DEVELOPMENT OF AN IN-VITRO CELL-CULTURE MODEL TO INVESTIGATE THE INDUCTION AND QUANTIFICATION OF OXIDATIVE STRESS AND ITS INHIBITION BY ALPHA-TOCOPHEROL

The ability of the natural antioxidant alpha-tocopherol to protect against oxidative stress in vitro was assessed. Primary cultures of chicken embryo fibroblasts (CEF) were oxidatively stressed by exposure to paraquat (PQ). Activities of the antioxidant enzymes superoxide dismutase (SOD), catalase (CAT) and glutathione peroxidase (GSH-Px) were measured as indices of oxidative stress.
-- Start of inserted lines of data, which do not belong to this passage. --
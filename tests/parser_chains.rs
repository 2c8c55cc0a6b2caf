//! Parser-level invariants and the header chains from `spec.md` §8
//! scenario 1 (simple TCP flow) and scenario 2 (IPv4/IPv6 conflict split),
//! driven purely through `PacketParser`'s public surface.

use flow_exporter::config::ParserConfig;
use flow_exporter::parser::headers::HeaderKind;
use flow_exporter::parser::{PacketParser, ParseError};

fn push_u16(buf: &mut Vec<u8>, v: u16) {
    buf.extend_from_slice(&v.to_be_bytes());
}

fn eth_ip_tcp(src_port: u16, dst_port: u16, flags: u8) -> Vec<u8> {
    let mut packet = Vec::new();
    packet.extend_from_slice(&[0x00; 6]);
    packet.extend_from_slice(&[0x11; 6]);
    push_u16(&mut packet, 0x0800);

    packet.push(0x45);
    packet.push(0x00);
    push_u16(&mut packet, 40);
    push_u16(&mut packet, 0);
    push_u16(&mut packet, 0);
    packet.push(64);
    packet.push(6);
    push_u16(&mut packet, 0);
    packet.extend_from_slice(&[10, 0, 0, 1]);
    packet.extend_from_slice(&[10, 0, 0, 2]);

    push_u16(&mut packet, src_port);
    push_u16(&mut packet, dst_port);
    packet.extend_from_slice(&[0; 8]);
    packet.push(0x50);
    packet.push(flags);
    push_u16(&mut packet, 0xffff);
    push_u16(&mut packet, 0);
    push_u16(&mut packet, 0);
    packet
}

#[test]
fn simple_tcp_flow_chain_is_ethernet_ipv4_tcp_payload() {
    let parser = PacketParser::new(ParserConfig::default());
    let packet = eth_ip_tcp(1234, 80, 0x02);
    let parsed = parser.parse(&packet).expect("a well-formed Ethernet/IPv4/TCP frame parses");

    let kinds: Vec<HeaderKind> = parsed.descriptors.iter().map(|d| d.kind()).collect();
    assert!(matches!(kinds.as_slice(), [HeaderKind::Ethernet, HeaderKind::Ipv4, HeaderKind::Tcp, HeaderKind::Payload]));
    assert!(parsed.last_of(HeaderKind::Tcp).is_some());
    assert!(parsed.payload.is_empty());
}

#[test]
fn truncated_frame_fails_with_packet_too_short() {
    let parser = PacketParser::new(ParserConfig::default());
    let err = parser.parse(&[0u8; 4]).unwrap_err();
    assert!(matches!(err, ParseError::PacketTooShort { .. }));
}

#[test]
fn unknown_ethertype_is_a_default_reject() {
    let parser = PacketParser::new(ParserConfig::default());
    let mut packet = vec![0u8; 12];
    push_u16(&mut packet, 0xBEEF);
    packet.extend_from_slice(&[0u8; 20]);
    let err = parser.parse(&packet).unwrap_err();
    assert!(matches!(err, ParseError::DefaultReject { .. }));
}

#[test]
fn vlan_tagged_ipv4_tcp_chain_includes_the_vlan_descriptor() {
    let parser = PacketParser::new(ParserConfig::default());

    let mut packet = Vec::new();
    packet.extend_from_slice(&[0x00; 6]);
    packet.extend_from_slice(&[0x11; 6]);
    push_u16(&mut packet, 0x8100);
    push_u16(&mut packet, 16); // pcp=0, dei=0, vid=16
    push_u16(&mut packet, 0x0800);

    packet.push(0x45);
    packet.push(0x00);
    push_u16(&mut packet, 40);
    push_u16(&mut packet, 0);
    push_u16(&mut packet, 0);
    packet.push(64);
    packet.push(17);
    push_u16(&mut packet, 0);
    packet.extend_from_slice(&[10, 0, 0, 3]);
    packet.extend_from_slice(&[10, 0, 0, 4]);
    push_u16(&mut packet, 3000);
    push_u16(&mut packet, 9999);
    push_u16(&mut packet, 12);
    push_u16(&mut packet, 0);
    packet.extend_from_slice(b"data");

    let parsed = parser.parse(&packet).unwrap();
    let kinds: Vec<HeaderKind> = parsed.descriptors.iter().map(|d| d.kind()).collect();
    assert!(matches!(
        kinds.as_slice(),
        [HeaderKind::Ethernet, HeaderKind::Vlan, HeaderKind::Ipv4, HeaderKind::Udp, HeaderKind::Payload]
    ));
    assert_eq!(parsed.payload, b"data");
}

/// Scenario 2: an IPv4 packet tunneled inside IPv6 by reusing IPv4's
/// protocol number in the IPv6 `next_header` field produces two IP-layer
/// descriptors in one chain, which is exactly what drives the cache's
/// conflicting-header split (`tests/cache_eviction.rs` exercises the split
/// itself; this only confirms the parser hands back both layers intact).
#[test]
fn ipv4_in_ipv6_chain_carries_both_ip_layers() {
    let parser = PacketParser::new(ParserConfig::default());

    let mut packet = Vec::new();
    packet.extend_from_slice(&[0x00; 6]);
    packet.extend_from_slice(&[0x11; 6]);
    push_u16(&mut packet, 0x86DD);
    packet.push(0x60);
    packet.extend_from_slice(&[0, 0, 0]);
    push_u16(&mut packet, 40);
    packet.push(4); // next_header: IP-in-IP
    packet.push(64);
    packet.extend_from_slice(&[0xAA; 16]);
    packet.extend_from_slice(&[0xBB; 16]);

    packet.push(0x45);
    packet.push(0x00);
    push_u16(&mut packet, 40);
    push_u16(&mut packet, 0);
    push_u16(&mut packet, 0);
    packet.push(64);
    packet.push(6);
    push_u16(&mut packet, 0);
    packet.extend_from_slice(&[10, 0, 0, 1]);
    packet.extend_from_slice(&[10, 0, 0, 2]);
    push_u16(&mut packet, 1234);
    push_u16(&mut packet, 80);
    packet.extend_from_slice(&[0; 8]);
    packet.push(0x50);
    packet.push(0x02);
    push_u16(&mut packet, 0xffff);
    push_u16(&mut packet, 0);
    push_u16(&mut packet, 0);

    let parsed = parser.parse(&packet).unwrap();
    assert!(parsed.last_of(HeaderKind::Ipv6).is_some());
    assert!(parsed.last_of(HeaderKind::Ipv4).is_some());
    assert!(parsed.last_of(HeaderKind::Tcp).is_some());
}

/// MPLS bottom-of-stack nibble `0` is an EoMPLS control word, not a
/// malformed IPv4/IPv6 payload: four bytes are skipped and plain Ethernet
/// resumes underneath.
#[test]
fn mpls_eompls_control_word_resumes_plain_ethernet() {
    let parser = PacketParser::new(ParserConfig::default());

    let mut packet = Vec::new();
    packet.extend_from_slice(&[0x00; 6]);
    packet.extend_from_slice(&[0x11; 6]);
    push_u16(&mut packet, 0x8847); // MPLS unicast

    let label_word: u32 = (100 << 12) | (0 << 9) | (1 << 8) | 64; // label=100, bos=1, ttl=64
    packet.extend_from_slice(&label_word.to_be_bytes());

    packet.extend_from_slice(&[0u8; 4]); // EoMPLS control word

    // The inner Ethernet frame: dst/src MAC, ethertype IPv4, then a minimal
    // IPv4/TCP payload.
    let inner = eth_ip_tcp(1234, 80, 0x02);
    packet.extend_from_slice(&inner);

    let parsed = parser.parse(&packet).expect("EoMPLS control word should resume Ethernet parsing");
    let kinds: Vec<HeaderKind> = parsed.descriptors.iter().map(|d| d.kind()).collect();
    assert_eq!(kinds.iter().filter(|k| **k == HeaderKind::Ethernet).count(), 2);
    assert!(parsed.last_of(HeaderKind::Tcp).is_some());
}

fn udp_shell(src_port: u16, dst_port: u16, payload: &[u8]) -> Vec<u8> {
    let mut packet = Vec::new();
    packet.extend_from_slice(&[0x00; 6]);
    packet.extend_from_slice(&[0x11; 6]);
    push_u16(&mut packet, 0x0800);
    packet.push(0x45);
    packet.push(0x00);
    push_u16(&mut packet, (20 + 8 + payload.len()) as u16);
    push_u16(&mut packet, 0);
    push_u16(&mut packet, 0);
    packet.push(64);
    packet.push(17);
    push_u16(&mut packet, 0);
    packet.extend_from_slice(&[10, 0, 0, 1]);
    packet.extend_from_slice(&[10, 0, 0, 2]);
    push_u16(&mut packet, src_port);
    push_u16(&mut packet, dst_port);
    push_u16(&mut packet, (8 + payload.len()) as u16);
    push_u16(&mut packet, 0);
    packet.extend_from_slice(payload);
    packet
}

/// GTPv0's 20-byte fixed header (flow-label/SNDCP fields, 64-bit TID, no
/// TEID) is a genuinely different wire shape from GTPv1/v2; this pins that
/// the parser recognizes it (rather than misreading it through the GTPv1
/// layout) and stores the TID rather than a TEID.
#[test]
fn gtp_v0_header_carries_a_tid_not_a_teid() {
    let parser = PacketParser::new(ParserConfig::default());
    let mut gtp = vec![0x1E, 0x10, 0, 0]; // version=0, pt=1, snn=0; message_type=0x10 (not a G-PDU)
    gtp.extend_from_slice(&[0, 0]); // seq_num
    gtp.extend_from_slice(&[0, 0]); // flow_label
    gtp.push(0); // sndcp_num
    gtp.extend_from_slice(&[0, 0, 0]); // res2
    gtp.extend_from_slice(&0xABCDu64.to_be_bytes()); // tid
    let packet = udp_shell(2123, 2152, &gtp);

    let parsed = parser.parse(&packet).expect("GTPv0 header with no inner payload still parses");
    let gtp_descriptor = parsed.descriptors.iter().find(|d| d.kind() == HeaderKind::Gtp).expect("a GTP descriptor");
    match gtp_descriptor {
        flow_exporter::parser::headers::HeaderDescriptor::Gtp { header, .. } => {
            assert_eq!(header.version, 0);
            assert_eq!(header.teid, None);
            assert_eq!(header.tid, Some(0xABCD));
        }
        other => panic!("expected a GTP descriptor, got {other:?}"),
    }
}

/// GTPv2's TEID is gated by a presence flag in the first byte; when unset
/// the 4 TEID bytes are absent entirely (not zeroed), shifting the message
/// body that follows.
#[test]
fn gtp_v2_without_teid_flag_has_no_teid_field() {
    let parser = PacketParser::new(ParserConfig::default());
    let gtp = vec![0x40, 1, 0, 4]; // version=2, teid flag unset, message_type=1, length=4
    let packet = udp_shell(2123, 2123, &gtp);

    let parsed = parser.parse(&packet).unwrap();
    let gtp_descriptor = parsed.descriptors.iter().find(|d| d.kind() == HeaderKind::Gtp).unwrap();
    match gtp_descriptor {
        flow_exporter::parser::headers::HeaderDescriptor::Gtp { header, .. } => {
            assert_eq!(header.version, 2);
            assert_eq!(header.teid, None);
        }
        other => panic!("expected a GTP descriptor, got {other:?}"),
    }
}

/// Snapshot of a VXLAN/IPv4/UDP chain's header kinds, pinned with `insta`
/// so an accidental reordering of the tunnel dispatch table is caught.
#[test]
fn vxlan_ipv4_udp_chain_kinds_snapshot() {
    let parser = PacketParser::new(ParserConfig::default());

    let mut packet = Vec::new();
    packet.extend_from_slice(&[0x00; 6]);
    packet.extend_from_slice(&[0x11; 6]);
    push_u16(&mut packet, 0x0800);
    packet.push(0x45);
    packet.push(0x00);
    push_u16(&mut packet, 50);
    push_u16(&mut packet, 0);
    push_u16(&mut packet, 0);
    packet.push(64);
    packet.push(17);
    push_u16(&mut packet, 0);
    packet.extend_from_slice(&[192, 168, 0, 1]);
    packet.extend_from_slice(&[192, 168, 0, 2]);
    push_u16(&mut packet, 4789);
    push_u16(&mut packet, 4789);
    push_u16(&mut packet, 30);
    push_u16(&mut packet, 0);

    packet.push(0x08); // VXLAN flags: VNI present
    packet.extend_from_slice(&[0u8; 3]);
    packet.extend_from_slice(&[0, 0, 42]); // VNI = 42
    packet.push(0);

    let inner = eth_ip_tcp(1234, 80, 0x02);
    packet.extend_from_slice(&inner);

    let parsed = parser.parse(&packet).unwrap();
    let kinds: Vec<&str> = parsed.descriptors.iter().map(|d| d.kind().name()).collect();
    let rendered = format!("{kinds:?}");
    insta::assert_snapshot!(rendered, @r#"["ethernet", "ipv4", "udp", "vxlan", "ethernet", "ipv4", "tcp", "payload"]"#);
}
CEF incubated with 0.125-1.0 mM PQ for 18 hr exhibited increased SOD activity (P < 0.05). CAT activity increased with 0.25 mM PQ (P < 0.05). GSH-Px activity decreased significantly in the presence of PQ. No cytotoxicity, as indicated by lactate dehydrogenase release, was observed at PQ concentrations below 2 mM. Incorporation of added alpha-tocopherol (100 nM) into 0.25 mM PQ-treated CEF resulted in SOD activity not significantly different from that observed in control cells not treated with PQ. Lower levels of added alpha-tocopherol (16 nM) returned CAT to its control value. However, even at 1000 nM alpha-tocopherol, GSH-Px activity was not protected in PQ-treated cells. CEF represent a useful model to study both inducers and inhibitors of oxidative stress.